There was also a significant difference between the groups in terms of willingness to choose the infusion method once patients were re-admitted to the hospital (χ2 = 54.295; P = 0.000) [Table 2]. The number of satisfaction people of the infusion method + in Group A was also larger than that in Group B (χ2 = 20.700; P = 0.000) [Table 2].
| > Discussion|| |
Both the unreserved IV remaining needle and the PICC provide a convenient method of drug delivery and both reduce the pain of repeated punctures during combined radio-chemotherapy treatment. PICC catheters in particular significantly reduce puncture pain. Despite the fact that the puncture time is reduced when using unreserved IV remaining needles, there is a trend towards an increased puncture time due to extension of chemotherapy cycles, the occurrence of phlebitis, and increased puncture difficulty. Therefore, nurses have to press and block the tubes correctly prior to radiotherapy. Chemotherapy drug administration continues post-radiotherapy. Once the daily drug treatment has been completed, the remaining needle should be removed and pressure placed on the puncture point for 20 min, in an attempt to ensure long-term use of the vein. Clinical nurse specialists play a very important role in managing IV drug delivery, and in ensuring that patients have all the relevant information. In addition, they monitor drug leakage, and are responsible for changing the puncture site once patients notice an abnormal sensation post-puncture, and for managing the site of chemotherapy drug leakage solution.
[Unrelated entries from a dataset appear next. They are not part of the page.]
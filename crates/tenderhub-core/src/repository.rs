//! Repository trait definitions for data access abstraction.
//!
//! All repository operations are async. A "no rows" condition surfaces
//! as [`TenderHubError::NotFound`](crate::error::TenderHubError::NotFound)
//! (or `HistoryNotFound` for snapshots); any other store failure as
//! `Database`.

use uuid::Uuid;

use crate::error::TenderHubResult;
use crate::models::{
    bid::{Bid, BidStatus, CreateBid},
    decision::{CreateDecision, Decision},
    organization::{CreateOrganization, Organization},
    review::{CreateReview, Review},
    tender::{CreateTender, Tender, TenderFilter, TenderStatus},
    user::{CreateUser, User},
};
use crate::versioning::Versioned;

/// Pagination parameters for list queries.
#[derive(Debug, Clone, Copy, PartialEq, Eq)]
pub struct Pagination {
    pub offset: u64,
    pub limit: u64,
}

impl Default for Pagination {
    fn default() -> Self {
        Self {
            offset: 0,
            limit: 5,
        }
    }
}

// ---------------------------------------------------------------------------
// Identity
// ---------------------------------------------------------------------------

pub trait UserRepository: Send + Sync {
    fn create(&self, input: CreateUser) -> impl Future<Output = TenderHubResult<User>> + Send;
    fn get_by_id(&self, id: Uuid) -> impl Future<Output = TenderHubResult<User>> + Send;
    fn get_by_username(
        &self,
        username: &str,
    ) -> impl Future<Output = TenderHubResult<User>> + Send;
}

pub trait OrganizationRepository: Send + Sync {
    fn create(
        &self,
        input: CreateOrganization,
    ) -> impl Future<Output = TenderHubResult<Organization>> + Send;
    fn get_by_id(&self, id: Uuid) -> impl Future<Output = TenderHubResult<Organization>> + Send;

    /// Register a user as responsible for an organization (creates a
    /// `responsible_for` edge). Registering twice is a no-op.
    fn add_responsible(
        &self,
        organization_id: Uuid,
        user_id: Uuid,
    ) -> impl Future<Output = TenderHubResult<()>> + Send;

    /// Whether the user is one of the organization's responsible users.
    fn is_responsible(
        &self,
        organization_id: Uuid,
        user_id: Uuid,
    ) -> impl Future<Output = TenderHubResult<bool>> + Send;

    /// The organization a user is responsible for.
    fn organization_of(&self, user_id: Uuid) -> impl Future<Output = TenderHubResult<Uuid>> + Send;

    fn responsible_count(
        &self,
        organization_id: Uuid,
    ) -> impl Future<Output = TenderHubResult<u64>> + Send;
}

// ---------------------------------------------------------------------------
// Versioned documents
// ---------------------------------------------------------------------------

/// Storage half of the versioned document pattern.
pub trait VersionedRepository<D: Versioned>: Send + Sync {
    /// Apply a patch as one atomic unit: write a history snapshot of the
    /// current values tagged with the current version, update the live
    /// document, increment its version, and stamp `updated_at`.
    ///
    /// An empty patch writes nothing and returns the document unchanged.
    fn edit(&self, id: Uuid, patch: D::Patch) -> impl Future<Output = TenderHubResult<D>> + Send;

    /// Exact-version snapshot lookup.
    fn get_history(
        &self,
        id: Uuid,
        version: u32,
    ) -> impl Future<Output = TenderHubResult<D::Snapshot>> + Send;
}

pub trait TenderRepository: VersionedRepository<Tender> {
    fn create(&self, input: CreateTender) -> impl Future<Output = TenderHubResult<Tender>> + Send;
    fn get_by_id(&self, id: Uuid) -> impl Future<Output = TenderHubResult<Tender>> + Send;

    /// Published tenders matching the filter, ordered by name.
    fn list_published(
        &self,
        filter: TenderFilter,
        pagination: Pagination,
    ) -> impl Future<Output = TenderHubResult<Vec<Tender>>> + Send;

    fn list_by_creator(
        &self,
        creator_id: Uuid,
        pagination: Pagination,
    ) -> impl Future<Output = TenderHubResult<Vec<Tender>>> + Send;

    /// Status changes are not versioned.
    fn set_status(
        &self,
        id: Uuid,
        status: TenderStatus,
    ) -> impl Future<Output = TenderHubResult<Tender>> + Send;
}

pub trait BidRepository: VersionedRepository<Bid> {
    fn create(&self, input: CreateBid) -> impl Future<Output = TenderHubResult<Bid>> + Send;
    fn get_by_id(&self, id: Uuid) -> impl Future<Output = TenderHubResult<Bid>> + Send;

    fn list_by_creator(
        &self,
        creator_id: Uuid,
        pagination: Pagination,
    ) -> impl Future<Output = TenderHubResult<Vec<Bid>>> + Send;

    fn list_by_tender(
        &self,
        tender_id: Uuid,
        status: BidStatus,
        pagination: Pagination,
    ) -> impl Future<Output = TenderHubResult<Vec<Bid>>> + Send;

    fn set_status(
        &self,
        id: Uuid,
        status: BidStatus,
    ) -> impl Future<Output = TenderHubResult<Bid>> + Send;
}

// ---------------------------------------------------------------------------
// Decisions & reviews (append-only)
// ---------------------------------------------------------------------------

pub trait DecisionRepository: Send + Sync {
    /// Append one vote. Repeated votes by the same user are kept.
    fn record(
        &self,
        input: CreateDecision,
    ) -> impl Future<Output = TenderHubResult<Decision>> + Send;

    /// Number of `Approved` decisions on the bid.
    fn approval_count(&self, offer_id: Uuid) -> impl Future<Output = TenderHubResult<u64>> + Send;

    fn list_by_offer(
        &self,
        offer_id: Uuid,
    ) -> impl Future<Output = TenderHubResult<Vec<Decision>>> + Send;
}

pub trait ReviewRepository: Send + Sync {
    fn append(&self, input: CreateReview) -> impl Future<Output = TenderHubResult<Review>> + Send;

    /// Reviews of a bid in insertion order.
    fn list_by_offer(
        &self,
        offer_id: Uuid,
        pagination: Pagination,
    ) -> impl Future<Output = TenderHubResult<Vec<Review>>> + Send;
}
//! TenderHub Server — configuration errors and service wiring for the
//! `tenderhub` binary.

pub mod error;
pub mod services;

pub use error::{ServerError, ServerResult};
pub use services::Services;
The unreserved IV remaining needle is convenient for patients undergoing radiotherapy, as patients do not need to visit the hospital for dressing changes, which is necessary with PICC catheter. Hence, patients can spend more time at home. However, this infusion method requires a high level of puncture skill and training in the nursing staff, with a dedicated nursing team designated for overall responsibility of IV drug administration and monitoring. Consequently, in our study, complications were recognized immediately and handled appropriately, and most of the incidences of phlebitis were I or II degree only. In addition, as a result of prompt treatment, the phlebitis healed quickly, allowing chemotherapy to continue smoothly. Patient satisfaction was 95.3%, and Group A did not have the added problem of caring for a catheter, unlike the PICC group.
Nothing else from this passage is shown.